**EXERCISE:**
Where the material below has a line containing "pub fn file(&self)", start repeating exactly, and keep going through the line containing "fn error(&mut self, msg: &str)", with no other lines.

**LISTED ENTRIES:**

impl<'src> Lexer<'src> {
  /// Create a lexer with the default stdout error callback.
  pub fn new(input: &'src [u8], file: impl Into<String>) -> Self {
    Self::with_callback(input, file, Some(Box::new(default_error_callback)))
  }

  /// Create a lexer with a custom error callback. Passing `None` suppresses
  /// diagnostic output; the error count still increments.
  pub fn with_callback(
    input: &'src [u8],
    file: impl Into<String>,
    ec: Option<LexerErrorCallback>,
  ) -> Self {
    let mut keywords = HashMap::new();
    keywords.insert("fn", TokenKind::Fn);

    let mut lexer = Self {
      input,
      file: file.into(),
      pos: 0,
      read_pos: 0,
      pos_since_line: 0,
      line: 1,
      ch: None,
      ch_substituted: false,
      errors: 0,
      ec,
      keywords,
    };

    lexer.read_ch();
    // A byte-order mark is accepted only as the very first character.
    if lexer.ch == Some('\u{feff}') {
      lexer.read_ch();
    }

    lexer
  }

  /// Number of errors reported so far.
  pub fn errors(&self) -> u32 {
    self.errors
  }

  /// Name of the file being lexed, as given to the constructor.
  pub fn file(&self) -> &str {
    &self.file
  }

  /// The full source buffer this lexer scans.
  pub fn source(&self) -> &'src [u8] {
    self.input
  }

  /// Literal bytes of a token produced by this lexer.
  pub fn literal(&self, token: &Token) -> &'src [u8] {
    let start = token.loc.pos as usize;
    &self.input[start..start + token.len as usize]
  }

  fn pos_to_loc(&self, pos: u32) -> Loc {
    Loc {
      pos,
      line: self.line,
      column: pos - self.pos_since_line + 1,
    }
  }

  fn error(&mut self, msg: &str) {
    let loc = self.pos_to_loc(self.pos);
    if let Some(ec) = self.ec.as_mut() {
      ec(&self.file, loc, msg);
    }
    self.errors += 1;
  }

  /// Advance the cursor by one code point, keeping line bookkeeping in sync.
  fn read_ch(&mut self) {
    if (self.read_pos as usize) < self.input.len() {
      self.pos = self.read_pos;
      if self.ch == Some('\n') {
        self.pos_since_line = self.pos;
        self.line += 1;
      }

      let (ch, width, substituted) = match decode_utf8(&self.input[self.pos as usize..]) {
        Ok((ch, width)) => (ch, width, false),
        Err(skip) => {
          self.error("invalid utf8 character");
          (char::REPLACEMENT_CHARACTER, skip, true)
        }
      };

      if ch == '\u{feff}' && self.pos > 0 {
        self.error("illegal byte order mark");
      }

      self.ch = Some(ch);
      self.ch_substituted = substituted;
      self.read_pos += width;
    } else {
      self.pos = self.input.len() as u32;
      if self.ch == Some('\n') {
        self.pos_since_line = self.pos;
        self.line += 1;
      }
      self.ch = None;
      self.ch_substituted = false;
    }
  }

  /// Peek at the code point after the current one without advancing.
  fn peek_ch(&self) -> Option<char> {
    let rest = self.input.get(self.read_pos as usize..)?;
    if rest.is_empty() {
      return None;
    }
    decode_utf8(rest).ok().map(|(ch, _)| ch)
  }

  fn skip_whitespace(&mut self) {
    while matches!(self.ch, Some(' ') | Some('\t') | Some('\n')) {
      self.read_ch();
    }
  }

  fn scan_ident(&mut self) {
    while self
      .ch
      .is_some_and(|ch| is_letter(ch) || ch.is_ascii_digit())
    {
      self.read_ch();
    }
  }

  // self.ch == '"' on entry. The literal span keeps both quote characters;
  // an unterminated string simply runs to the end of input.
  fn scan_string(&mut self) {
    self.read_ch();
    while self.ch != Some('"') && self.ch.is_some() {
      self.read_ch();
    }
    self.read_ch();
  }

  fn scan_constant(&mut self) -> i64 {
    let minus = self.ch == Some('-');
    if minus {
      self.read_ch();
    }

    let mut value: i64 = 0;
    while let Some(digit) = self.ch.and_then(|ch| ch.to_digit(10)) {
      value = value.wrapping_mul(10).wrapping_add(digit as i64);
      self.read_ch();
    }

    if minus { value.wrapping_neg() } else { value }
  }

  fn constant_token(&mut self, start: u32, loc: Loc) -> Token {
    let value = self.scan_constant();
    Token::new(TokenKind::Constant, loc, self.pos - start, Some(value))
  }

  /// Consume and classify exactly one token.
  pub fn scan_token(&mut self) -> Token {
    self.skip_whitespace();

    let start = self.pos;
    let loc = self.pos_to_loc(start);

    match self.ch {
      Some(ch) if is_letter(ch) => {
        self.scan_ident();
        let len = self.pos - start;
        let text = &self.input[start as usize..self.pos as usize];
        // An exact keyword match overrides the identifier classification.
        let kind = std::str::from_utf8(text)
          .ok()
          .and_then(|ident| self.keywords.get(ident).copied())
          .unwrap_or(TokenKind::Ident);
        Token::new(kind, loc, len, None)
      }
      Some('"') => {
        self.scan_string();
        Token::new(TokenKind::String, loc, self.pos - start, None)
      }
      Some(ch) if ch.is_ascii_digit() => self.constant_token(start, loc),
      Some('-') if self.peek_ch().is_some_and(|ch| ch.is_ascii_digit()) => {
        self.constant_token(start, loc)
      }
      other => {
        let kind = match other {
          None => TokenKind::Eof,
          Some('(') => TokenKind::OpenParen,
          Some(')') => TokenKind::CloseParen,
          Some('=') => TokenKind::Equal,
          Some(';') => TokenKind::Semicolon,
          Some('+') => TokenKind::Plus,
          Some('-') => TokenKind::Minus,
          Some('*') => TokenKind::Star,
          Some('/') => TokenKind::Slash,
          Some(_) => TokenKind::Invalid,
        };
        // Substituted replacement characters and misplaced byte-order marks
        // were already reported when the code point was decoded.
        let already_reported = self.ch_substituted || other == Some('\u{feff}');
        if kind == TokenKind::Invalid && !already_reported {
          let msg = format!("unrecognized character '{}'", other.unwrap_or('\0'));
          self.error(&msg);
        }
        self.read_ch();
        Token::new(kind, loc, self.pos - start, None)
      }
    }
  }
}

**WRITTEN RESPONSE:**
  pub fn file(&self) -> &str {
    &self.file
  }

  /// The full source buffer this lexer scans.
  pub fn source(&self) -> &'src [u8] {
    self.input
  }

  /// Literal bytes of a token produced by this lexer.
  pub fn literal(&self, token: &Token) -> &'src [u8] {
    let start = token.loc.pos as usize;
    &self.input[start..start + token.len as usize]
  }

  fn pos_to_loc(&self, pos: u32) -> Loc {
    Loc {
      pos,
      line: self.line,
      column: pos - self.pos_since_line + 1,
    }
  }

  fn error(&mut self, msg: &str) {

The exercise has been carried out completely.